Tahun ini,  subsidi untuk PLN naik jadi Rp59,9 triliun dari Rp45 triliun karena kenaikan harga BBM dan batubara plus nilai tukar rupiah yang terdepresiasi terhadap dolar Amerika Serikat.

Risikonya, jika PLN terus bergantung pada bahan bakar fosil, akhirnya PLN tetap bergantung pada harga komoditas yang naik turun.

Dari pemodelan IEEFA terhadap subsidi PLN untuk lima tahun sejak 2017, dengan asumsi harga BBM dan batubara naik 10% pada 2018, 5% pada 2019, selebihnya kenaikan flat, pada 2021 akan terjadi subsidi lebih banyak,  46%.

Hal ini, katanya, diperkirakan pada 2020-2022—andai rencana penambahan PLTU seperti pencanangan 35.000 megawatt–, pada tahun-tahun ini pembangunan PLTU selesai (COD) dan PLN harus membayar semua daya Independent Power Producer (IPP) sesuai Power Purchase Agreement (PPA).

“Akibatnya, yang kena kalau nggak subsidi dari pajak, atau tarif listrik naik.
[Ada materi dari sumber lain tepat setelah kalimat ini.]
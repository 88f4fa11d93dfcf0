//! Tracing setup for a full-screen TUI.
//!
//! Writing log lines to stderr would tear the alternate screen apart, so the
//! subscriber writes into a bounded in-memory buffer that the shell renders
//! as an overlay (F12). Before the buffer is installed, lines fall back to
//! stderr.

use std::io::{self, Write};
use std::sync::{Arc, Mutex, OnceLock};

use tracing::Level;

const MAX_LINES: usize = 500;

#[derive(Debug, Default)]
pub struct LogBuffer {
    lines: Vec<String>,
    partial: String,
}

impl LogBuffer {
    fn push_bytes(&mut self, buf: &[u8]) {
        self.partial.push_str(&String::from_utf8_lossy(buf));
        while let Some(pos) = self.partial.find('\n') {
            let line: String = self.partial.drain(..=pos).collect();
            self.lines.push(line.trim_end().to_string());
        }
        if self.lines.len() > MAX_LINES {
            let excess = self.lines.len() - MAX_LINES;
            self.lines.drain(..excess);
        }
    }

    pub fn tail(&self, count: usize) -> Vec<String> {
        let start = self.lines.len().saturating_sub(count);
        self.lines[start..].to_vec()
    }
}

static GLOBAL_LOG: OnceLock<Arc<Mutex<LogBuffer>>> = OnceLock::new();

pub fn global_log() -> Arc<Mutex<LogBuffer>> {
    GLOBAL_LOG
        .get_or_init(|| Arc::new(Mutex::new(LogBuffer::default())))
        .clone()
}

pub struct DelegatingWriter;

impl Write for DelegatingWriter {
    fn write(&mut self, buf: &[u8]) -> io::Result<usize> {
        match global_log().lock() {
            Ok(mut log) => {
                log.push_bytes(buf);
                Ok(buf.len())
            }
            Err(_) => io::stderr().write(buf),
        }
    }

    fn flush(&mut self) -> io::Result<()> {
        Ok(())
    }
}

#[derive(Clone, Copy, Debug)]
pub struct SubscriberMakeWriter;

impl<'a> tracing_subscriber::fmt::MakeWriter<'a> for SubscriberMakeWriter {
    type Writer = DelegatingWriter;

    fn make_writer(&'a self) -> Self::Writer {
        DelegatingWriter
    }
}

/// Install the global subscriber. Safe to call multiple times; later calls
/// are no-ops.
pub fn init_default() {
    let _ = tracing_subscriber::fmt()
        .with_max_level(Level::DEBUG)
        .with_writer(SubscriberMakeWriter)
        .with_target(false)
        .with_thread_names(false)
        .with_ansi(false)
        .try_init();
}

#[cfg(test)]
mod tests {
    use super::*;

    #[test]
    fn buffer_splits_lines_and_bounds_history() {
        let mut log = LogBuffer::default();
        log.push_bytes(b"one\ntwo\npart");
        assert_eq!(log.tail(10), vec!["one".to_string(), "two".to_string()]);
        log.push_bytes(b"ial\n");
        assert_eq!(log.tail(1), vec!["partial".to_string()]);

        for i in 0..(MAX_LINES + 50) {
            log.push_bytes(format!("line {i}\n").as_bytes());
        }
        assert_eq!(log.tail(usize::MAX).len(), MAX_LINES);
    }
}
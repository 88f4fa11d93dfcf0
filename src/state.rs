#[derive(Debug, Clone)]
pub struct ShellState {
    user_name: String,
    mouse_capture_enabled: bool,
    mouse_capture_dirty: bool,
    help_visible: bool,
    log_visible: bool,
    quit_confirm_visible: bool,
}

impl ShellState {
    pub fn new(user_name: impl Into<String>) -> Self {
        Self {
            user_name: user_name.into(),
            mouse_capture_enabled: true,
            mouse_capture_dirty: false,
            help_visible: false,
            log_visible: false,
            quit_confirm_visible: false,
        }
    }

    pub fn user_name(&self) -> &str {
        &self.user_name
    }

    pub fn mouse_capture_enabled(&self) -> bool {
        self.mouse_capture_enabled
    }

    pub fn set_mouse_capture_enabled(&mut self, enabled: bool) {
        if self.mouse_capture_enabled == enabled {
            return;
        }
        self.mouse_capture_enabled = enabled;
        self.mouse_capture_dirty = true;
    }

    /// Hand the pending capture change to the terminal layer exactly once.
    pub fn take_mouse_capture_change(&mut self) -> Option<bool> {
        if self.mouse_capture_dirty {
            self.mouse_capture_dirty = false;
            Some(self.mouse_capture_enabled)
        } else {
            None
        }
    }

    pub fn help_visible(&self) -> bool {
        self.help_visible
    }

    pub fn toggle_help(&mut self) {
        self.help_visible = !self.help_visible;
    }

    pub fn log_visible(&self) -> bool {
        self.log_visible
    }

    pub fn toggle_log(&mut self) {
        self.log_visible = !self.log_visible;
    }

    pub fn quit_confirm_visible(&self) -> bool {
        self.quit_confirm_visible
    }

    pub fn set_quit_confirm(&mut self, visible: bool) {
        self.quit_confirm_visible = visible;
    }
}

#[cfg(test)]
mod tests {
    use super::*;

    #[test]
    fn mouse_capture_change_is_consumed_once() {
        let mut s = ShellState::new("test");
        assert!(s.mouse_capture_enabled());
        s.set_mouse_capture_enabled(true);
        assert!(s.take_mouse_capture_change().is_none());
        s.set_mouse_capture_enabled(false);
        assert_eq!(s.take_mouse_capture_change(), Some(false));
        assert!(s.take_mouse_capture_change().is_none());
    }

    #[test]
    fn overlay_toggles_are_independent() {
        let mut s = ShellState::new("test");
        s.toggle_help();
        s.toggle_log();
        assert!(s.help_visible());
        assert!(s.log_visible());
        s.toggle_help();
        assert!(!s.help_visible());
        assert!(s.log_visible());
    }
}
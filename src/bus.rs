use std::collections::VecDeque;

use crate::apps::AppId;

/// In-process shell bus.
///
/// Collaborators that want a window opened or closed (start menu, desktop
/// icons, content panes) publish here instead of reaching into the registry;
/// the shell drains the queue once per tick and forwards each request. The
/// window manager itself publishes nothing.
#[derive(Debug, Clone, Copy, PartialEq, Eq)]
pub enum BusEvent {
    OpenApp(AppId),
    CloseApp(AppId),
}

#[derive(Debug, Default)]
pub struct ShellBus {
    queue: VecDeque<BusEvent>,
}

impl ShellBus {
    pub fn new() -> Self {
        Self::default()
    }

    pub fn publish(&mut self, event: BusEvent) {
        tracing::debug!(?event, "bus publish");
        self.queue.push_back(event);
    }

    /// Drain everything published since the last tick, in publish order.
    pub fn drain(&mut self) -> Vec<BusEvent> {
        self.queue.drain(..).collect()
    }

    pub fn is_empty(&self) -> bool {
        self.queue.is_empty()
    }
}

#[cfg(test)]
mod tests {
    use super::*;

    #[test]
    fn drain_preserves_publish_order() {
        let mut bus = ShellBus::new();
        bus.publish(BusEvent::OpenApp(AppId::Notes));
        bus.publish(BusEvent::OpenApp(AppId::Browser));
        bus.publish(BusEvent::CloseApp(AppId::Notes));
        assert_eq!(
            bus.drain(),
            vec![
                BusEvent::OpenApp(AppId::Notes),
                BusEvent::OpenApp(AppId::Browser),
                BusEvent::CloseApp(AppId::Notes),
            ]
        );
        assert!(bus.is_empty());
    }
}
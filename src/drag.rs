//! Pointer-driven window movement.
//!
//! Pointer-move events arrive far more often than frames are drawn, so a
//! move never writes geometry directly: it only reschedules the session's
//! single pending frame callback with the latest position. The tick flushes
//! at most one write per frame, and pointer-up applies a final write so the
//! last movement is never dropped. Input is a single pointer, so at most one
//! session exists process-wide.

use crate::apps::AppId;
use crate::frame::FrameScheduler;
use crate::geometry::CellRect;
use crate::registry::WindowRegistry;

#[derive(Debug)]
pub struct DragSession {
    target: AppId,
    /// Pointer offset from the window origin at grab time.
    grab: (i32, i32),
    /// Latest pointer position, applied on the next tick.
    pending: FrameScheduler<(u16, u16)>,
}

#[derive(Debug, Default)]
pub struct DragController {
    session: Option<DragSession>,
}

impl DragController {
    pub fn new() -> Self {
        Self::default()
    }

    pub fn target(&self) -> Option<AppId> {
        self.session.as_ref().map(|s| s.target)
    }

    pub fn is_dragging(&self) -> bool {
        self.session.is_some()
    }

    /// Start a session on pointer-down over a titlebar. Ignored while
    /// another session is live. Focuses the target.
    pub fn begin(
        &mut self,
        registry: &mut WindowRegistry,
        app: AppId,
        column: u16,
        row: u16,
    ) -> bool {
        if self.session.is_some() {
            return false;
        }
        let Some(record) = registry.get(app) else {
            return false;
        };
        if record.is_closing() {
            return false;
        }
        let grab = (
            column as i32 - record.geometry.x,
            row as i32 - record.geometry.y,
        );
        registry.focus(app);
        self.session = Some(DragSession {
            target: app,
            grab,
            pending: FrameScheduler::new(),
        });
        tracing::debug!(%app, ?grab, "drag started");
        true
    }

    /// Record the latest pointer position; geometry is not touched until the
    /// next tick.
    pub fn pointer_move(&mut self, column: u16, row: u16) -> bool {
        let Some(session) = self.session.as_mut() else {
            return false;
        };
        session.pending.schedule((column, row));
        true
    }

    /// Tick: apply at most one coalesced geometry write. A session whose
    /// target vanished (closed mid-drag) is torn down here without touching
    /// anything.
    pub fn on_frame(&mut self, registry: &mut WindowRegistry) {
        let Some(session) = self.session.as_mut() else {
            return;
        };
        let stale = registry
            .get(session.target)
            .is_none_or(|record| record.is_closing());
        if stale {
            tracing::debug!(app = %session.target, "drag target gone, session dropped");
            self.session = None;
            return;
        }
        if let Some((column, row)) = session.pending.take() {
            apply_move(registry, session.target, session.grab, column, row);
        }
    }

    /// End the session, guaranteeing the final position is applied even if
    /// no tick ran after the last move.
    pub fn pointer_up(&mut self, registry: &mut WindowRegistry, column: u16, row: u16) {
        let Some(mut session) = self.session.take() else {
            return;
        };
        session.pending.cancel();
        let live = registry
            .get(session.target)
            .is_some_and(|record| !record.is_closing());
        if live {
            apply_move(registry, session.target, session.grab, column, row);
        }
        tracing::debug!(app = %session.target, "drag finished");
    }

    /// Deterministic teardown when the target window is closed mid-drag.
    pub fn cancel_if_target(&mut self, app: AppId) {
        if self.target() == Some(app) {
            self.session = None;
        }
    }
}

fn apply_move(registry: &mut WindowRegistry, app: AppId, grab: (i32, i32), column: u16, row: u16) {
    let Some(record) = registry.get(app) else {
        return;
    };
    let geometry = CellRect {
        x: column as i32 - grab.0,
        y: row as i32 - grab.1,
        ..record.geometry
    };
    registry.set_geometry(app, geometry);
}

#[cfg(test)]
mod tests {
    use super::*;
    use crate::content::ContentDispatcher;
    use std::path::PathBuf;
    use std::time::Instant;

    fn fixture(app: AppId) -> (WindowRegistry, DragController) {
        let mut registry = WindowRegistry::with_seed(11);
        let mut dispatcher = ContentDispatcher::new(PathBuf::from("/tmp/term-desk-drag"), None);
        registry.open(app, &mut dispatcher);
        (registry, DragController::new())
    }

    fn origin(registry: &WindowRegistry, app: AppId) -> (i32, i32) {
        let g = registry.get(app).unwrap().geometry;
        (g.x, g.y)
    }

    #[test]
    fn moves_are_coalesced_to_one_write_per_tick() {
        let (mut reg, mut drag) = fixture(AppId::Files);
        reg.set_geometry(AppId::Files, CellRect::new(10, 5, 30, 10));
        assert!(drag.begin(&mut reg, AppId::Files, 14, 6));

        // burst of moves between ticks: geometry untouched
        drag.pointer_move(20, 8);
        drag.pointer_move(25, 9);
        drag.pointer_move(30, 11);
        assert_eq!(origin(&reg, AppId::Files), (10, 5));

        // one tick applies only the latest
        drag.on_frame(&mut reg);
        assert_eq!(origin(&reg, AppId::Files), (30 - 4, 11 - 1));
    }

    #[test]
    fn final_offset_matches_pointer_travel_exactly() {
        let (mut reg, mut drag) = fixture(AppId::Files);
        reg.set_geometry(AppId::Files, CellRect::new(10, 5, 30, 10));
        let (px, py) = (14u16, 6u16);
        let (qx, qy) = (37u16, 19u16);
        drag.begin(&mut reg, AppId::Files, px, py);
        drag.pointer_move(18, 9);
        drag.on_frame(&mut reg);
        drag.pointer_move(33, 16);
        // pointer-up without an intervening tick still lands the last update
        drag.pointer_up(&mut reg, qx, qy);
        assert_eq!(
            origin(&reg, AppId::Files),
            (10 + (qx as i32 - px as i32), 5 + (qy as i32 - py as i32))
        );
        assert!(!drag.is_dragging());
    }

    #[test]
    fn only_one_session_exists_at_a_time() {
        let (mut reg, mut drag) = fixture(AppId::Files);
        let mut dispatcher = ContentDispatcher::new(PathBuf::from("/tmp/term-desk-drag"), None);
        reg.open(AppId::Music, &mut dispatcher);
        reg.set_geometry(AppId::Files, CellRect::new(10, 5, 30, 10));
        reg.set_geometry(AppId::Music, CellRect::new(50, 5, 30, 10));

        assert!(drag.begin(&mut reg, AppId::Files, 12, 6));
        assert!(!drag.begin(&mut reg, AppId::Music, 52, 6));
        assert_eq!(drag.target(), Some(AppId::Files));
    }

    #[test]
    fn drag_start_raises_the_window() {
        let (mut reg, mut drag) = fixture(AppId::Files);
        let mut dispatcher = ContentDispatcher::new(PathBuf::from("/tmp/term-desk-drag"), None);
        reg.open(AppId::Music, &mut dispatcher);
        assert_eq!(reg.topmost(), Some(AppId::Music));
        reg.set_geometry(AppId::Files, CellRect::new(10, 5, 30, 10));
        drag.begin(&mut reg, AppId::Files, 12, 6);
        assert_eq!(reg.topmost(), Some(AppId::Files));
    }

    #[test]
    fn closing_the_target_mid_drag_drops_the_session() {
        let (mut reg, mut drag) = fixture(AppId::Files);
        reg.set_geometry(AppId::Files, CellRect::new(10, 5, 30, 10));
        drag.begin(&mut reg, AppId::Files, 12, 6);
        drag.pointer_move(40, 12);

        reg.close(AppId::Files);
        drag.on_frame(&mut reg);
        assert!(!drag.is_dragging());
        // the pending move never landed on the closing window
        assert_eq!(origin(&reg, AppId::Files), (10, 5));
        reg.on_frame(Instant::now(), drag.target());
    }

    #[test]
    fn pointer_up_without_session_is_a_no_op() {
        let (mut reg, mut drag) = fixture(AppId::Files);
        drag.pointer_up(&mut reg, 3, 3);
        assert!(!drag.is_dragging());
    }
}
Sebenarnya kita double burden sebagai konsumen dan pembayar pajak,” kata Elrika.

Dengan kata lain, katanya, bila IPP 55% terdiri dari pembangkit batubara, 25% dari gas, PLN terpapar risiko kenaikan (volatility) harga batubara dan gas. Ditambah lagi nilai tukar rupiah yang besar dalam jangka panjang.

 

PLTU di dekat pemukiman warga di Desa Muaramaung, Kecamatan Merapi Barat, Lahat, Sumsel. Warga terkena dampak buruk asap batubara. Foto: Tommy Apriando/ Mongabay Indonesia

 

Tak perlu 35.000 megawatt

Pertanyaan ini juga banyak dipertanyakan pakar dan pemain industri ini.

“Bagaimana sekarang dan nanti? Apakah perlu sebanyak itu? Perlukan mayoritas dari batubara? Untuk pertanyaan terakhir ini selalu ada jawaban klasik,” kata Elrika.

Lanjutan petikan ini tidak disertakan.